Teachers, district dispute contract over sub pay deduction

Women are still penalized for being women and being the ones that bear children and take care of them. Those things need to not exist anymore”

— LBUSD Teachers' Union president Sara Hopper

In recent years, several Thurston math teachers saw their paychecks reduced during their maternity leaves to compensate for the pay earned by their substitute teachers. This was due to a board policy currently being disputed that subtracts substitute pay from the teacher’s pay. In some cases, sub compensation was raised in order to attract more qualified subs, which left teachers with less salary while on leave. 

“We have a disagreement in how our contract is interpreted,” said LBUSD Teachers’ Union president Sara Hopper. “[The district] believes that it was interpreted that the teacher would pay the actual rate of pay. We interpreted that differently as we feel the actual rate of pay is $150 because that is what it says in our contract and in the board policy for pay.”

Long-term substitutes usually receive $150 per day. In some instances, substitute pay for math classes was raised to $350 per day. Substitute pay is subtracted from the teacher’s usual salary of around $500. This left these teachers with only a $150 per day pay rate compared to the $350 they anticipated. 

In our district, we pay subs based on an established rate schedule that is generally tied to the duration of the substitute assignment. However, the scarcity of available subs or a need for special expertise will sometimes dictate payment of an even higher rate by the district, which does affect pay deductions in certain situations,” said Deputy Superintendent Leisa Winston.

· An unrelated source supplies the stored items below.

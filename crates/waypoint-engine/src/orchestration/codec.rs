//! Field codec for node payloads
//!
//! Fields are joined with `|`. A literal `|` or `\` inside a field is written
//! with a leading `\`.

const SEPARATOR: char = '|';
const ESCAPE: char = '\\';

/// Join fields into a single escaped payload string
pub fn encode_fields(fields: &[&str]) -> String {
    let mut out = String::with_capacity(fields.iter().map(|f| f.len() + 1).sum());
    for (index, field) in fields.iter().enumerate() {
        if index > 0 {
            out.push(SEPARATOR);
        }
        for ch in field.chars() {
            if ch == SEPARATOR || ch == ESCAPE {
                out.push(ESCAPE);
            }
            out.push(ch);
        }
    }
    out
}

/// Split a payload string produced by [`encode_fields`]
///
/// A dangling escape at the end of the input is kept as a literal `\`.
pub fn decode_fields(data: &str) -> Vec<String> {
    let mut fields = Vec::new();
    let mut current = String::new();
    let mut escaped = false;

    for ch in data.chars() {
        if escaped {
            current.push(ch);
            escaped = false;
        } else if ch == ESCAPE {
            escaped = true;
        } else if ch == SEPARATOR {
            fields.push(std::mem::take(&mut current));
        } else {
            current.push(ch);
        }
    }

    if escaped {
        current.push(ESCAPE);
    }
    fields.push(current);
    fields
}

#[cfg(test)]
mod tests {
    use super::*;

    #[test]
    fn test_encode_escapes_separators() {
        assert_eq!(encode_fields(&["a|b", "c\\d"]), "a\\|b|c\\\\d");
        assert_eq!(encode_fields(&[]), "");
    }

    #[test]
    fn test_decode_reverses_encode() {
        let fields = ["", "|", "\\", "x\\|y", "plain"];
        let decoded = decode_fields(&encode_fields(&fields));
        assert_eq!(decoded, fields);
    }

    #[test]
    fn test_decode_empty_fields() {
        assert_eq!(decode_fields(""), vec![String::new()]);
        assert_eq!(decode_fields("a||b"), vec!["a", "", "b"]);
    }

    #[test]
    fn test_decode_dangling_escape() {
        assert_eq!(decode_fields("abc\\"), vec!["abc\\"]);
    }
}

Teachers believe it is extremely important to secure substitutes who can effectively take control of their classes for long periods of time; however, when it results in large pay decreases in their salary during maternity leave, financial challenges arise.

“I feel it would be fair for the district to pick up the difference, especially if they were not happy with those who had applied. To my understanding, all three of us had multiple applicants, but the district was not happy with those applicants. Likely for good reason, but I feel that shouldn’t fall on us,” said math teacher April Coffman, who previously worked for Corona-Norco Unified School District that had a consistent long-term sub rate.

Instead of compensating the teachers by paying the difference for the subs that yield higher wages, the district has decided to negotiate through arbitration. Arbitration is essentially a legal process in which an impartial judge makes a binding decision. In this case, the judge will decide whether the teachers should be compensated for the extra money they lost. The negotiation process will begin at the end of February.

Laguna Beach is not the first district locally to hire a long-term substitute at a higher rate. The difference is that these other districts have incurred the additional cost so that the financial responsibility does not fall on the individual teacher,” said math teacher Katie Quirarte, another individual at Thurston Middle School directly affected by the long-term sub pay policy. 

A 2015 study by the National Center for Education Statistics found that in public schools, 64 percent of secondary school teachers and 89 percent of elementary school teachers were female. In a female dominated profession, many teachers could face this problem as they plan to start a family. 

“Women are still penalized for being women and being the ones that bear children and take care of them. Those things need to not exist anymore,” said Hopper. 

The added stress and pressure of losing nearly double as much money as anticipated prevents mothers from being able to solely focus on their newborn child.

Our family had to drastically cut costs and dip into our savings, which has postponed our ability to buy a house,” said math teacher Heather Miner. “I wonder how a policy can remain in our contract when as educators we know how vital the connection with a newborn baby is to healthy neurological development. It seems like all they want is for teachers to take less time and come back to work.”

Ultimately, the dispute is over what the contract means. Because the district and the teachers cannot come to an agreement, they will look to negotiate.

“While some clearly do not like the contract language that outlines sub pay deductions, the district cannot simply ignore the language that was formally negotiated and agreed to by the teachers union. We are open to discussing this item when we return to the negotiating table in 2020; however, until and unless that happens, we are legally obligated to implement the terms of the current contract,” said Winston.